Va. on track to achieve universal broadband by 2024
Northam says $2B in public, private funds going toward effort
The state government expects to achieve universal broadband access in Virginia by 2024, Gov. Ralph Northam announced Tuesday, with more than $2 billion in public and private-sector funding going toward the effort.
Northam’s original pledge in 2018 was to provide broadband access to the whole state by 2028, but with federal COVID-19 relief funds received by the state in 2020 and 2021, he moved up the deadline to 2024 in July. At the time, the governor said he wanted to spend $700 million of $4.3 billion in funds from the American Rescue Plan on expanding internet access. On Tuesday, he said he expects more than a billion in matching funds from local and private sectors, in addition to the total $874 million appropriated by the state since 2018.
Virginia is currently the 15th most connected state in the country, but only 91.1% of Virginians have access to broadband internet with speeds of 100 mbps or faster, according to BroadbandNow, a trade site that publishes independent research on broadband and also provides data from the Federal Communications Commission.
“Broadband is as critical today as electricity was in the last century,” Northam said in a statement. “Making sure more Virginians can get access to it has been a priority since I took office, and the pandemic pushed us all to move even faster. Virginia is now on track to achieve universal broadband by 2024, which means more connections, more investments, easier online learning and expanded telehealth options, especially in rural Virginia.”

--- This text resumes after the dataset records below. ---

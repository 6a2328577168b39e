use std::collections::{BTreeMap, HashSet};
use std::sync::Arc;

use arbor_merge::{merge_trees, Resolutions};
use arbor_refs::{branch_ref_name, compare_and_swap_ref, validate_branch_name, BranchInfo};
use arbor_store::{Commit, EntryKind, EntryMode, ObjectStore};
use arbor_tree::{count_leaves, list, remove, resolve, upsert_with_mode, RepoPath, TreeState};
use arbor_types::ObjectId;
use tokio::task::JoinSet;
use tracing::{debug, info};

use crate::commit::{CommitOptions, FileWrite, MergeResult, RemoveResult, WriteResult};
use crate::config::RepositoryConfig;
use crate::content::{decode, DirEntry, Encoding, FileContent};
use crate::error::{Error, Result};

/// Which branch a read-side operation looks at.
#[derive(Clone, Debug, Default, PartialEq, Eq)]
pub enum RefSpec {
    /// The configured default branch.
    #[default]
    Current,
    Branch(String),
}

impl From<&str> for RefSpec {
    fn from(name: &str) -> Self {
        Self::Branch(name.to_string())
    }
}

impl From<String> for RefSpec {
    fn from(name: String) -> Self {
        Self::Branch(name)
    }
}

/// A branch tip as read at the start of an operation.
struct Tip {
    reference: String,
    commit: ObjectId,
}

/// High-level Arbor repository API over a shared object store.
///
/// Cloning is cheap; clones share the store.
#[derive(Clone)]
pub struct Repository {
    store: Arc<dyn ObjectStore>,
    config: RepositoryConfig,
}
//! Branches: references under `refs/heads/`.

use arbor_store::{ObjectStore, StoreError};
use arbor_types::ObjectId;
use serde::{Deserialize, Serialize};
use tracing::{debug, info};

use crate::error::{RefError, Result};
use crate::names::validate_branch_name;

/// Namespace prefix for branch references.
pub const BRANCH_PREFIX: &str = "refs/heads/";

/// Full reference name for a short branch name.
pub fn branch_ref_name(name: &str) -> String {
    format!("{BRANCH_PREFIX}{name}")
}

/// A branch and the commit it currently points at.
#[derive(Clone, Debug, PartialEq, Eq, Serialize, Deserialize)]
pub struct BranchInfo {
    /// Short name, without the `refs/heads/` prefix.
    pub name: String,
    pub commit: ObjectId,
}

/// Create branch `name` at `target`.
///
/// Without `force` an existing branch is [`RefError::AlreadyExists`]; with it
/// the branch is moved unconditionally.
pub async fn create_branch(
    store: &dyn ObjectStore,
    name: &str,
    target: ObjectId,
    force: bool,
) -> Result<BranchInfo> {
    validate_branch_name(name)?;
    store
        .read_commit(&target)
        .await
        .map_err(|e| match e {
            StoreError::NotFound(_) | StoreError::KindMismatch { .. } => RefError::InvalidTarget {
                name: name.to_string(),
                target,
                reason: e.to_string(),
            },
            other => other.into(),
        })?;

    store.write_ref(&branch_ref_name(name), target, force).await?;
    info!(branch = name, target = %target.short_hex(), force, "branch created");
    Ok(BranchInfo {
        name: name.to_string(),
        commit: target,
    })
}

/// Delete branch `name`. A missing branch is [`RefError::NotFound`].
///
/// Commits only reachable from the deleted branch stay in the store until a
/// garbage collection pass.
pub async fn delete_branch(store: &dyn ObjectStore, name: &str) -> Result<()> {
    validate_branch_name(name)?;
    store
        .delete_ref(&branch_ref_name(name))
        .await
        .map_err(|e| match RefError::from(e) {
            RefError::NotFound { .. } => RefError::NotFound {
                name: name.to_string(),
            },
            other => other,
        })?;
    info!(branch = name, "branch deleted");
    Ok(())
}

/// All branches, sorted by name.
pub async fn list_branches(store: &dyn ObjectStore) -> Result<Vec<BranchInfo>> {
    let refs = store.list_refs(BRANCH_PREFIX).await?;
    let branches: Vec<BranchInfo> = refs
        .into_iter()
        .filter_map(|(full, commit)| {
            full.strip_prefix(BRANCH_PREFIX).map(|short| BranchInfo {
                name: short.to_string(),
                commit,
            })
        })
        .collect();
    debug!(count = branches.len(), "listed branches");
    Ok(branches)
}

When Northam took office in 2018, the Virginia Telecommunication Initiative was investing only $4 million a year in broadband expansion, and 660,000 Virginia residents did not have access to high-speed internet. Since then, the state has awarded $124 million in grants to connect more than 140,000 homes, businesses and other institutions, the governor’s office said, and VATI has awarded $94 million to 39 projects in 41 counties. Last month, VATI received 57 applications from 84 localities requesting $943 million to connect more than 250,000 homes and businesses; the state Department of Housing and Community Development is reviewing applications to make awards by the end of the year.
“Ensuring that rural Virginians have access to broadband is the No. 1 way we can make sure they have equal access to the economic, educational and health opportunities that broadband provides,” state Del. Roslyn Tyler, vice chair of the Broadband Advisory Council, said in a statement. “No Virginian should be left behind. Thanks to Gov. Northam’s commitment to get universal broadband done, we’re seeing record levels of public and private sector matching funds, and we’ll have this critical infrastructure available to all Virginians more quickly than we imagined.”